Extracted records section start

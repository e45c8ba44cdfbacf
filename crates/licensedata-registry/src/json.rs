//! SPDX JSON index and per-entry detail documents.
//!
//! The index (`licenses.json`, `exceptions.json`) lists every entry with a
//! `detailsUrl`; each detail document carries the full record. Field shapes
//! follow the RDF conversion: the same absent/single/many normalisation for
//! `seeAlso` and `crossRef`, the same defaults for missing flags.

use licensedata_core::{CrossRef, ExceptionDetails, LicenseDetails, Shape};
use serde::Deserialize;
use serde_json::{Map, Value};
use tracing::warn;

use crate::error::{ConvertError, EntryKind, ParseError};

/// One entry of a JSON index document.
#[derive(Debug, Clone, PartialEq, Eq)]
pub struct IndexEntry {
    pub id: String,
    pub details_url: String,
}

#[derive(Deserialize)]
#[serde(rename_all = "camelCase")]
struct RawIndexEntry {
    license_id: Option<String>,
    license_exception_id: Option<String>,
    details_url: Option<String>,
}

#[derive(Deserialize)]
struct RawLicenseIndex {
    #[serde(default)]
    licenses: Vec<RawIndexEntry>,
}

#[derive(Deserialize)]
struct RawExceptionIndex {
    #[serde(default)]
    exceptions: Vec<RawIndexEntry>,
}

/// Entries of a `licenses.json` index. A missing `licenses` key is an empty index.
pub fn license_index(raw: &str) -> Result<Vec<IndexEntry>, ParseError> {
    let index: RawLicenseIndex = serde_json::from_str(raw)?;
    Ok(index_entries(index.licenses, EntryKind::License))
}

/// Entries of an `exceptions.json` index.
pub fn exception_index(raw: &str) -> Result<Vec<IndexEntry>, ParseError> {
    let index: RawExceptionIndex = serde_json::from_str(raw)?;
    Ok(index_entries(index.exceptions, EntryKind::Exception))
}

fn index_entries(raw: Vec<RawIndexEntry>, kind: EntryKind) -> Vec<IndexEntry> {
    raw.into_iter()
        .filter_map(|entry| {
            let id = match kind {
                EntryKind::License => entry.license_id,
                EntryKind::Exception => entry.license_exception_id,
            };
            match (id, entry.details_url) {
                (Some(id), Some(details_url)) if !details_url.is_empty() => {
                    Some(IndexEntry { id, details_url })
                }
                (None, details_url) => {
                    warn!(%kind, details_url = ?details_url, "index entry without identifier, skipping");
                    None
                }
                (Some(id), _) => {
                    warn!(%kind, %id, "index entry without detailsUrl, skipping");
                    None
                }
            }
        })
        .collect()
}

/// Parse a detail document; anything but a JSON object is unparseable.
pub fn parse_object(raw: &str) -> Result<Map<String, Value>, ParseError> {
    match serde_json::from_str(raw)? {
        Value::Object(object) => Ok(object),
        _ => Err(ParseError::NotAnObject),
    }
}

/// Convert a license detail document.
pub fn convert_license(
    candidate_id: Option<&str>,
    object: &Map<String, Value>,
) -> Result<LicenseDetails, ConvertError> {
    let license_id = resolve_id(object, "licenseId", candidate_id).ok_or(
        ConvertError::MissingIdentifier {
            kind: EntryKind::License,
            about: None,
        },
    )?;

    Ok(LicenseDetails {
        license_id,
        name: string(object, "name"),
        license_text: string(object, "licenseText"),
        license_text_html: string(object, "licenseTextHtml"),
        standard_license_template: string(object, "standardLicenseTemplate"),
        standard_license_header: string(object, "standardLicenseHeader"),
        standard_license_header_html: string(object, "standardLicenseHeaderHtml"),
        standard_license_header_template: string(object, "standardLicenseHeaderTemplate"),
        license_comments: string(object, "licenseComments"),
        is_deprecated_license_id: boolean(object, "isDeprecatedLicenseId", false),
        is_osi_approved: boolean(object, "isOsiApproved", false),
        is_fsf_libre: boolean(object, "isFsfLibre", false),
        see_also: strings(object, "seeAlso"),
        cross_ref: cross_refs(object),
    })
}

/// Convert an exception detail document.
pub fn convert_exception(
    candidate_id: Option<&str>,
    object: &Map<String, Value>,
) -> Result<ExceptionDetails, ConvertError> {
    let license_exception_id = resolve_id(object, "licenseExceptionId", candidate_id).ok_or(
        ConvertError::MissingIdentifier {
            kind: EntryKind::Exception,
            about: None,
        },
    )?;

    Ok(ExceptionDetails {
        license_exception_id,
        name: string(object, "name"),
        license_exception_text: string(object, "licenseExceptionText"),
        license_exception_text_html: string(object, "exceptionTextHtml"),
        license_exception_template: string(object, "licenseExceptionTemplate"),
        license_comments: string(object, "licenseComments"),
        is_deprecated_license_id: boolean(object, "isDeprecatedLicenseId", false),
        see_also: strings(object, "seeAlso"),
        cross_ref: cross_refs(object),
    })
}

fn resolve_id(object: &Map<String, Value>, key: &str, candidate: Option<&str>) -> Option<String> {
    string(object, key)
        .filter(|id| !id.is_empty())
        .or_else(|| candidate.map(str::trim).filter(|id| !id.is_empty()).map(str::to_string))
}

fn shape<'a>(object: &'a Map<String, Value>, key: &str) -> Shape<&'a Value> {
    match object.get(key) {
        None | Some(Value::Null) => Shape::Absent,
        Some(Value::Array(items)) => Shape::Many(items.iter().collect()),
        Some(value) => Shape::Single(value),
    }
}

fn string(object: &Map<String, Value>, key: &str) -> Option<String> {
    match object.get(key) {
        Some(Value::String(s)) => Some(s.trim().to_string()),
        _ => None,
    }
}

fn strings(object: &Map<String, Value>, key: &str) -> Vec<String> {
    shape(object, key).filter_map(|value| value.as_str().map(|s| s.trim().to_string()))
}

fn boolean(object: &Map<String, Value>, key: &str, default: bool) -> bool {
    match object.get(key) {
        None | Some(Value::Null) => default,
        Some(Value::Bool(b)) => *b,
        Some(Value::String(s)) if s.trim() == "true" => true,
        Some(Value::String(s)) if s.trim() == "false" => false,
        Some(other) => {
            warn!(field = key, value = %other, "unexpected value for a boolean, using default");
            default
        }
    }
}

fn integer(object: &Map<String, Value>, key: &str, default: i64) -> i64 {
    let parsed = match object.get(key) {
        None | Some(Value::Null) => return default,
        Some(Value::Number(n)) => n.as_i64(),
        Some(Value::String(s)) => s.trim().parse().ok(),
        Some(_) => None,
    };
    parsed.unwrap_or_else(|| {
        warn!(field = key, "unexpected value for an integer, using default");
        default
    })
}

fn cross_refs(object: &Map<String, Value>) -> Vec<CrossRef> {
    shape(object, "crossRef").filter_map(|value| {
        let Some(item) = value.as_object() else {
            warn!(value = %value, "crossRef entry is not an object, skipping");
            return None;
        };
        let matches = match item.get("match") {
            Some(Value::String(s)) => s.trim().to_string(),
            _ => boolean(item, "match", false).to_string(),
        };
        Some(CrossRef {
            order: integer(item, "order", 0),
            matches,
            url: string(item, "url").unwrap_or_default(),
            is_valid: boolean(item, "isValid", false),
            is_live: boolean(item, "isLive", false),
            is_way_back_link: boolean(item, "isWayBackLink", false),
            timestamp: string(item, "timestamp"),
        })
    })
}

Extracted records section end

Task directions »
Determine how many lines of the material hold "RawLicenseIndex", and respond with that number only.

Response for this exercise »
2